Saturday, December 5, 2009

The Floor: done!

OK, so the latest in the southwest corner saga has been the decision to put in a raised floor covering the southern half of the downstairs in the carriage house. Once we started painting those walls, the prospect of a family room kind of area there just sort of leaped out at us.

That effort is complete.

The first step was to frame in the section of floor we wanted to use. The layout of the upstairs of the carriage house actually shows this pretty well; the new family room area is the square on the south end of the downstairs, with the stairway to the east of it. That turned out to be an area just shy of 16'x16'.

Since we were using 2x4s taken from the big house's basement, they smelled rather moldy. So as you can see, we decided to paint them with a Zinser sealing primer after dousing them with bleach. After the bleach, they actually no longer smelled moldy, but man, some of them had branching mold structures etched on their sides, so we just didn't want to play around with them. Plus the kids did the painting, so it was no extra work for me.
This framing work took about a week.

Once the framing was done, it was time to start laying the plywood, a 3/4" moisture-treated subfloor. This stuff was heavy; I could lift a sheet, but since all sawing had to be done in the big house (to minimize sawdust propagation), it all added up to a lot of physical labor. As you can see, we also laid down Styrofoam insulation board under the floor. It's about R8, so I don't know whether it's going to have a huge impact, but the completed floor is indeed comfy.

As I went, I tried to insert shims under the 2x4 frame to make sure it was solid on the concrete. I found that attaching the plywood warped the frame somewhat, but the final floor is still pretty solid and has no places that bang when you step on them, so I call it a success.

Here's an extremely important trick I learned from disassembly of the floor in the big house's basement - as you lay the plywood, take a 4' straightedge and draw a line over the joist. Now, you know where to put your screws. I forgot this on one sheet of plywood (until it was too late; I'd already put down the next row) and kicked myself repeatedly as I sank screw after screw into empty space.

Finally, though, yesterday, eight pieces of plywood later, it was done. I don't know if you can see this, but the plywood is cut to fit into the irregularity in the south wall (also the west wall) where the doors used to be. I'm pretty proud of this floor, actually. It's kind of silly - but this is really the largest carpentry project I've done. I actually ran through a box of screws for the first time in my life.

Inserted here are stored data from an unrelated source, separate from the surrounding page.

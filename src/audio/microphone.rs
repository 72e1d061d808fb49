use crate::session;
use crate::state::AppState;
use leptos::prelude::*;
use sonoscope_core::audio::{AudioStream, StreamingInput};
use sonoscope_core::AudioSamples;
use std::cell::RefCell;
use wasm_bindgen::prelude::*;
use wasm_bindgen::JsCast;
use wasm_bindgen_futures::JsFuture;
use web_sys::AudioContext;

/// Longest capture kept; older samples are dropped first.
const MAX_CAPTURE_SECS: f64 = 30.0;
const BLOCK_SIZE: u32 = 4096;

thread_local! {
    static MIC_CTX: RefCell<Option<AudioContext>> = RefCell::new(None);
    static MIC_STREAM: RefCell<Option<web_sys::MediaStream>> = RefCell::new(None);
    static MIC_PROCESSOR: RefCell<Option<web_sys::ScriptProcessorNode>> = RefCell::new(None);
    static MIC_HANDLER: RefCell<Option<Closure<dyn FnMut(web_sys::AudioProcessingEvent)>>> = RefCell::new(None);
    static MIC_INPUT: RefCell<Option<StreamingInput>> = RefCell::new(None);
    static CAPTURE: RefCell<Vec<f32>> = RefCell::new(Vec::new());
}

pub async fn toggle_listen(state: &AppState) {
    if state.mic_listening.get_untracked() {
        disarm(state);
    } else {
        arm(state).await;
    }
}

/// Request microphone permission and start capturing. The spectrogram is
/// computed once, when [`disarm`] stops the capture.
pub async fn arm(state: &AppState) {
    let window = match web_sys::window() {
        Some(w) => w,
        None => {
            log::error!("No window object");
            return;
        }
    };
    let media_devices = match window.navigator().media_devices() {
        Ok(md) => md,
        Err(e) => {
            log::error!("No media devices: {:?}", e);
            state.status.set("Microphone capture is not supported here".into());
            return;
        }
    };

    let constraints = web_sys::MediaStreamConstraints::new();
    constraints.set_audio(&JsValue::TRUE);

    let promise = match media_devices.get_user_media_with_constraints(&constraints) {
        Ok(p) => p,
        Err(e) => {
            log::error!("getUserMedia failed: {:?}", e);
            return;
        }
    };

    let stream: web_sys::MediaStream = match JsFuture::from(promise).await.map(|s| s.dyn_into()) {
        Ok(Ok(s)) => s,
        Ok(Err(_)) => {
            log::error!("Failed to cast MediaStream");
            return;
        }
        Err(e) => {
            log::error!("Mic permission denied: {:?}", e);
            state.status.set("Microphone permission denied".into());
            return;
        }
    };

    let ctx = match AudioContext::new() {
        Ok(c) => c,
        Err(e) => {
            log::error!("Failed to create AudioContext: {:?}", e);
            return;
        }
    };
    let sample_rate = ctx.sample_rate() as u32;

    let mut input = match StreamingInput::new(sample_rate) {
        Ok(i) => i,
        Err(e) => {
            session::report(*state, e);
            return;
        }
    };
    let state_cb = *state;
    let max_len = (MAX_CAPTURE_SECS * sample_rate as f64) as usize;
    input.add_listener(Box::new(move |chunk: &AudioSamples| {
        let captured = CAPTURE.with(|buf| {
            let mut buf = buf.borrow_mut();
            buf.extend_from_slice(chunk.samples());
            if buf.len() > max_len {
                let excess = buf.len() - max_len;
                buf.drain(..excess);
            }
            buf.len()
        });
        let secs = captured as f64 / chunk.sample_rate() as f64;
        state_cb.status.set(format!("Listening... {:.1}s", secs));
    }));

    let source = match ctx.create_media_stream_source(&stream) {
        Ok(s) => s,
        Err(e) => {
            log::error!("Failed to create MediaStreamSource: {:?}", e);
            return;
        }
    };
    let processor = match ctx.create_script_processor_with_buffer_size_and_number_of_input_channels_and_number_of_output_channels(BLOCK_SIZE, 1, 1) {
        Ok(p) => p,
        Err(e) => {
            log::error!("Failed to create ScriptProcessorNode: {:?}", e);
            return;
        }
    };
    if let Err(e) = source.connect_with_audio_node(&processor) {
        log::error!("Failed to connect source -> processor: {:?}", e);
        return;
    }
    // The node only runs while connected to a destination; its output stays silent.
    if let Err(e) = processor.connect_with_audio_node(&ctx.destination()) {
        log::error!("Failed to connect processor -> destination: {:?}", e);
        return;
    }

    let handler = Closure::<dyn FnMut(web_sys::AudioProcessingEvent)>::new(
        move |ev: web_sys::AudioProcessingEvent| {
            let Ok(input_buffer) = ev.input_buffer() else { return };
            let Ok(samples) = input_buffer.get_channel_data(0) else { return };
            MIC_INPUT.with(|i| {
                if let Some(input) = i.borrow_mut().as_mut() {
                    if let Err(e) = input.push_chunk(samples) {
                        log::warn!("Dropped mic block: {e}");
                    }
                }
            });
        },
    );
    processor.set_onaudioprocess(Some(handler.as_ref().unchecked_ref()));

    if let Err(e) = input.start() {
        session::report(*state, e);
        return;
    }

    CAPTURE.with(|buf| buf.borrow_mut().clear());
    MIC_INPUT.with(|i| *i.borrow_mut() = Some(input));
    MIC_CTX.with(|c| *c.borrow_mut() = Some(ctx));
    MIC_STREAM.with(|s| *s.borrow_mut() = Some(stream));
    MIC_PROCESSOR.with(|p| *p.borrow_mut() = Some(processor));
    MIC_HANDLER.with(|h| *h.borrow_mut() = Some(handler));

    state.mic_listening.set(true);
    state.status.set(format!("Listening at {} Hz", sample_rate));
    log::info!("Mic armed at {} Hz", sample_rate);
}

/// Stop all tracks, drop the processor and close the context, then show
/// the captured audio.
pub fn disarm(state: &AppState) {
    let sample_rate = MIC_INPUT.with(|i| {
        i.borrow_mut().take().map(|mut input| {
            input.stop();
            input.sample_rate()
        })
    });

    MIC_STREAM.with(|s| {
        if let Some(stream) = s.borrow_mut().take() {
            let tracks = stream.get_tracks();
            for i in 0..tracks.length() {
                if let Ok(track) = tracks.get(i).dyn_into::<web_sys::MediaStreamTrack>() {
                    track.stop();
                }
            }
        }
    });

    MIC_PROCESSOR.with(|p| {
        if let Some(proc) = p.borrow_mut().take() {
            proc.set_onaudioprocess(None);
            let _ = proc.disconnect();
        }
    });

    MIC_HANDLER.with(|h| {
        h.borrow_mut().take();
    });

    MIC_CTX.with(|c| {
        if let Some(ctx) = c.borrow_mut().take() {
            let _ = ctx.close();
        }
    });

    state.mic_listening.set(false);
    log::info!("Mic disarmed");

    let samples = CAPTURE.with(|buf| std::mem::take(&mut *buf.borrow_mut()));
    let Some(sample_rate) = sample_rate else { return };
    if samples.is_empty() {
        state.status.set("Nothing was captured".into());
        return;
    }
    match AudioSamples::new(samples, sample_rate) {
        Ok(audio) => {
            if session::show_audio(&audio, *state) {
                state.status.set(format!(
                    "Microphone: {:.2}s at {} Hz",
                    audio.duration_secs(),
                    sample_rate
                ));
            }
        }
        Err(e) => session::report(*state, e),
    }
}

Anyway, today's project was to get the carpet down. What you say? Carpet? Yeah, even with the dust allergies, we decided that a thin, easily cleaned carpet with no pad was still a better choice for the floor than a cold linoleum - and we can't really afford a wooden surface here. I'd love a laminate or plank floor, but it's just a temporary house for the winter, not the main show. This picture, by the way, shows the carpet cut in under the west window (remember that first picture of that window with the Truck 'o' Stuff piled next to it?)

So here's nearly the final result for the southwest corner. I still want to put a bit of drywall over that exposed brick section, and the little window needs sealing and insulation, and there still needs to be some caulking done here, and painting of the trim and repainting of the dings and scrapes from putting in the plywood. And the trim's not finished yet, and actually I still have about six feet of tacking on the east wall, but:

The tree is up in time for St. Nicholas Day. And the shoes are in the window. Happy Holidays.


  1. This just reminded me to tell folks who may not already know---I have an apartment! All I need to do is to get the Internet hooked up and sort stuff. The latter is going to take weeks, I think.

    Congratulations on the floor.

  2. I'll bet your apartment already had a floor when you got it. You kids these days.